A large gray plaque at the site tells the story of the man buried there, and the stone bench, bearing Land's name, is situated so a visitor can sit and read the inscription. It's a modest monument for a man who did so much.
He took evening classes at the Kansas City Art Institute where he met his future wife, Nell. For a time after completing his courses he worked as an artist for the Kansas City Star.
On his 21st birthday his grandmother gave him $50 and asked him to use it to join the Masons, a fraternity which his grandfather had loved. Frank joined Ivanhoe Lodge 446 and quickly followed up by joining the York and Scottish Rites as well as the Shrine. Not long after joining, he sold the restaurant and went to work for the Scottish Rite as administrator of the newly-formed Mason's Relief Committee. He didn't realize it but, at the age of 24, his destiny was now laid out before him.
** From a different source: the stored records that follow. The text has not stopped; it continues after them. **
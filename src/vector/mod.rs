//! Vector similarity search.
//!
//! This module stores embedding vectors in memory and ranks them against a
//! query vector under a configurable distance metric.
//!
//! # Architecture
//! - `metric`: pure cosine / Euclidean scoring
//! - `index`: identifier → vector map with exact top-N search
//! - `registry`: one index per database, owned by the service context
//! - `embedding`: timeout-bounded inference client feeding the indexes

mod embedding;
mod index;
mod metric;
mod registry;
mod types;

#[cfg(test)]
pub use embedding::MockEmbeddingBackend;
pub use embedding::{EmbeddingBackend, EmbeddingClient, EmbeddingError};
#[cfg(feature = "local-embeddings")]
pub use embedding::{FastEmbedBackend, parse_embedding_model};
pub use index::{SearchResults, VectorIndex};
pub use metric::{DistanceMetric, cosine_similarity, euclidean_distance};
pub use registry::VectorRegistry;
pub use types::{SearchHit, Vector, VectorError};
use crate::pagination::OrderDirection;
use crate::storage::{
    NewRecord, Record, RecordId, RecordKind, RecordPatch, RecordScope, RecordStore, StoreError,
    StoreResult,
};
use chrono::Utc;
use parking_lot::RwLock;
use std::collections::BTreeMap;

#[derive(Debug, Default)]
struct Table {
    rows: BTreeMap<RecordId, Record>,
    last_id: u64,
}

impl Table {
    fn next_id(&mut self, kind: RecordKind) -> StoreResult<RecordId> {
        let next = self
            .last_id
            .checked_add(1)
            .and_then(RecordId::new)
            .ok_or_else(|| StoreError::Unavailable(format!("{kind} identifiers exhausted")))?;
        self.last_id = next.get();
        Ok(next)
    }

    fn live(&self, kind: RecordKind, id: RecordId) -> StoreResult<&Record> {
        self.rows
            .get(&id)
            .filter(|record| !record.is_deleted())
            .ok_or(StoreError::NotFound { kind, id: id.get() })
    }

    fn name_taken(&self, parent_id: Option<RecordId>, name: &str, except: Option<RecordId>) -> bool {
        self.rows.values().any(|record| {
            !record.is_deleted()
                && record.parent_id == parent_id
                && record.name == name
                && Some(record.id) != except
        })
    }
}

#[derive(Debug, Default)]
struct Tables {
    databases: Table,
    collections: Table,
    documents: Table,
}

impl Tables {
    fn table(&self, kind: RecordKind) -> &Table {
        match kind {
            RecordKind::Database => &self.databases,
            RecordKind::Collection => &self.collections,
            RecordKind::Document => &self.documents,
        }
    }

    fn table_mut(&mut self, kind: RecordKind) -> &mut Table {
        match kind {
            RecordKind::Database => &mut self.databases,
            RecordKind::Collection => &mut self.collections,
            RecordKind::Document => &mut self.documents,
        }
    }
}

/// In-process record store keeping each table as an ordered map.
///
/// Ordered maps turn cursor windows into range scans. Every call takes the
/// lock once, so each query sees read-committed state; nothing spans calls.
#[derive(Debug, Default)]
pub struct MemoryRecordStore {
    tables: RwLock<Tables>,
}

impl MemoryRecordStore {
    pub fn new() -> Self {
        Self::default()
    }
}

impl RecordStore for MemoryRecordStore {
    fn count(&self, scope: &RecordScope) -> StoreResult<u64> {
        let tables = self.tables.read();
        let count = tables
            .table(scope.kind)
            .rows
            .values()
            .filter(|record| scope.matches(record))
            .count();
        Ok(count as u64)
    }

    fn window(
        &self,
        scope: &RecordScope,
        cursor: Option<RecordId>,
        direction: OrderDirection,
        limit: usize,
    ) -> StoreResult<Vec<Record>> {
        let tables = self.tables.read();
        let rows = &tables.table(scope.kind).rows;

        let ordered: Box<dyn Iterator<Item = &Record> + '_> = match (direction, cursor) {
            (OrderDirection::Descending, Some(cursor)) => {
                Box::new(rows.range(..=cursor).rev().map(|(_, r)| r))
            }
            (OrderDirection::Descending, None) => Box::new(rows.values().rev()),
            (OrderDirection::Ascending, Some(cursor)) => {
                Box::new(rows.range(cursor..).map(|(_, r)| r))
            }
            (OrderDirection::Ascending, None) => Box::new(rows.values()),
        };

        Ok(ordered
            .filter(|record| scope.matches(record))
            .take(limit)
            .cloned()
            .collect())
    }

    fn get(&self, kind: RecordKind, id: RecordId) -> StoreResult<Record> {
        let tables = self.tables.read();
        tables.table(kind).live(kind, id).cloned()
    }

    fn insert(
        &self,
        kind: RecordKind,
        parent_id: Option<RecordId>,
        new: NewRecord,
    ) -> StoreResult<Record> {
        let mut tables = self.tables.write();
        let table = tables.table_mut(kind);

        if table.name_taken(parent_id, &new.name, None) {
            return Err(StoreError::Conflict {
                kind,
                name: new.name,
            });
        }

        let now = Utc::now();
        let record = Record {
            id: table.next_id(kind)?,
            kind,
            parent_id,
            name: new.name,
            description: new.description,
            created_at: now,
            updated_at: now,
            deleted_at: None,
        };
        table.rows.insert(record.id, record.clone());
        Ok(record)
    }

    fn update(&self, kind: RecordKind, id: RecordId, patch: RecordPatch) -> StoreResult<Record> {
        let mut tables = self.tables.write();
        let table = tables.table_mut(kind);
        let parent_id = table.live(kind, id)?.parent_id;

        if let Some(name) = &patch.name {
            if table.name_taken(parent_id, name, Some(id)) {
                return Err(StoreError::Conflict {
                    kind,
                    name: name.clone(),
                });
            }
        }

        let record = table
            .rows
            .get_mut(&id)
            .ok_or(StoreError::NotFound { kind, id: id.get() })?;
        if let Some(name) = patch.name {
            record.name = name;
        }
        if let Some(description) = patch.description {
            record.description = Some(description);
        }
        record.updated_at = Utc::now();
        Ok(record.clone())
    }

    fn soft_delete(&self, kind: RecordKind, id: RecordId) -> StoreResult<Record> {
        let mut tables = self.tables.write();
        let table = tables.table_mut(kind);
        table.live(kind, id)?;

        let record = table
            .rows
            .get_mut(&id)
            .ok_or(StoreError::NotFound { kind, id: id.get() })?;
        let now = Utc::now();
        record.deleted_at = Some(now);
        record.updated_at = now;
        Ok(record.clone())
    }
}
In the years that followed, Land built the program into one of the premier relief organizations in Kansas City, helping secure hundreds of jobs for the unemployed and distributing food and clothing to the needy. The organization grew and, in time, Land needed assistance, so he hired 17-year-old Lewis Lower to help him during evenings and weekends. Lewis had just lost his father. Land understood how much Lewis missed his father due to his separation from his own dad as a youth. Brother Land was so impressed with young Lewis that in February 1919 he suggested forming a club at the Scottish Rite temple in Kansas City for Lewis and some of his friends. The following week Frank Land, Lewis and eight of his friends met together for the first time.
Land was Commander of the DeMolaii (sic) Council of Kadosh in the Scottish Rite. Jacques DeMolay, its namesake, was the last Grand Master of the Knights Templar. Rather than betray his God, DeMolay defied Philip the Fair of France and was burned at the stake. This inspired Land to tell the boys about DeMolay, whose courage and strength of character so impressed them they named their club after him. Land, the original nine boys and twenty-two others met as DeMolays for the first time on March 24, 1919. Too old for the boys to call him "Frank," and too young to be "Mr. Land," the boys began to call him "Dad." For the rest of his life he was "Dad Land," and every DeMolay advisor today holds the title of "Dad."
The Order of DeMolay grew quickly, reaching a peak membership of 210,000 just prior to the Depression. Frank Land became known around the world as the organization expanded. In 1926, President Calvin Coolidge was so impressed with Land's success he asked him to promote his nationwide program of youth development. It was not the last time such a request would be made of him. For the remainder of his life, Land moved in the circles of diplomats and presidents, including his beloved friend, Harry Truman. With Truman's help and support, Brother Land became the Shrine's Imperial Potentate in 1954. A year later, he became only the 28th man ever to receive the Scottish Rite's highest honor, the Grand Cross, and he was one of the very few men ever to receive the Thirty-third degree in both US jurisdictions of the Scottish Rite.
In March 1959, Brother Land developed a rare disease, scleroderma, a buildup of collagen in skin and organs, which tends to affect people in a variety of ways. It is sometimes, but not always fatal. The disease remains a mystery today and was certainly not well understood in the late 1950's. Against doctor's advice, he kept working at a frenetic pace, with none of his friends realizing how ill he was. Then, on November 8, 1959, the news of his unexpected death rocked the Masonic world by its foundations.
Among those thousands of boys who have been DeMolays were my father, my brother and myself. As a youth, I was a passionate member participating in all its activities and learning its cardinal virtues. DeMolay taught me leadership skills I have carried through life, and is one of the major reasons I am a Freemason today.
I joined several years after Dad Land died, yet I feel like I knew the man. Now, I found myself paying my respects at the foot of his grave, near a simple memorial to a great man. I remembered the friends I had made in DeMolay, the fun, and the important lessons learned. I wondered what I would say if I could talk to him. Many things ran through my mind but, in the end, there is only one simple thing I could say: "Thank you, Dad Land, thank you."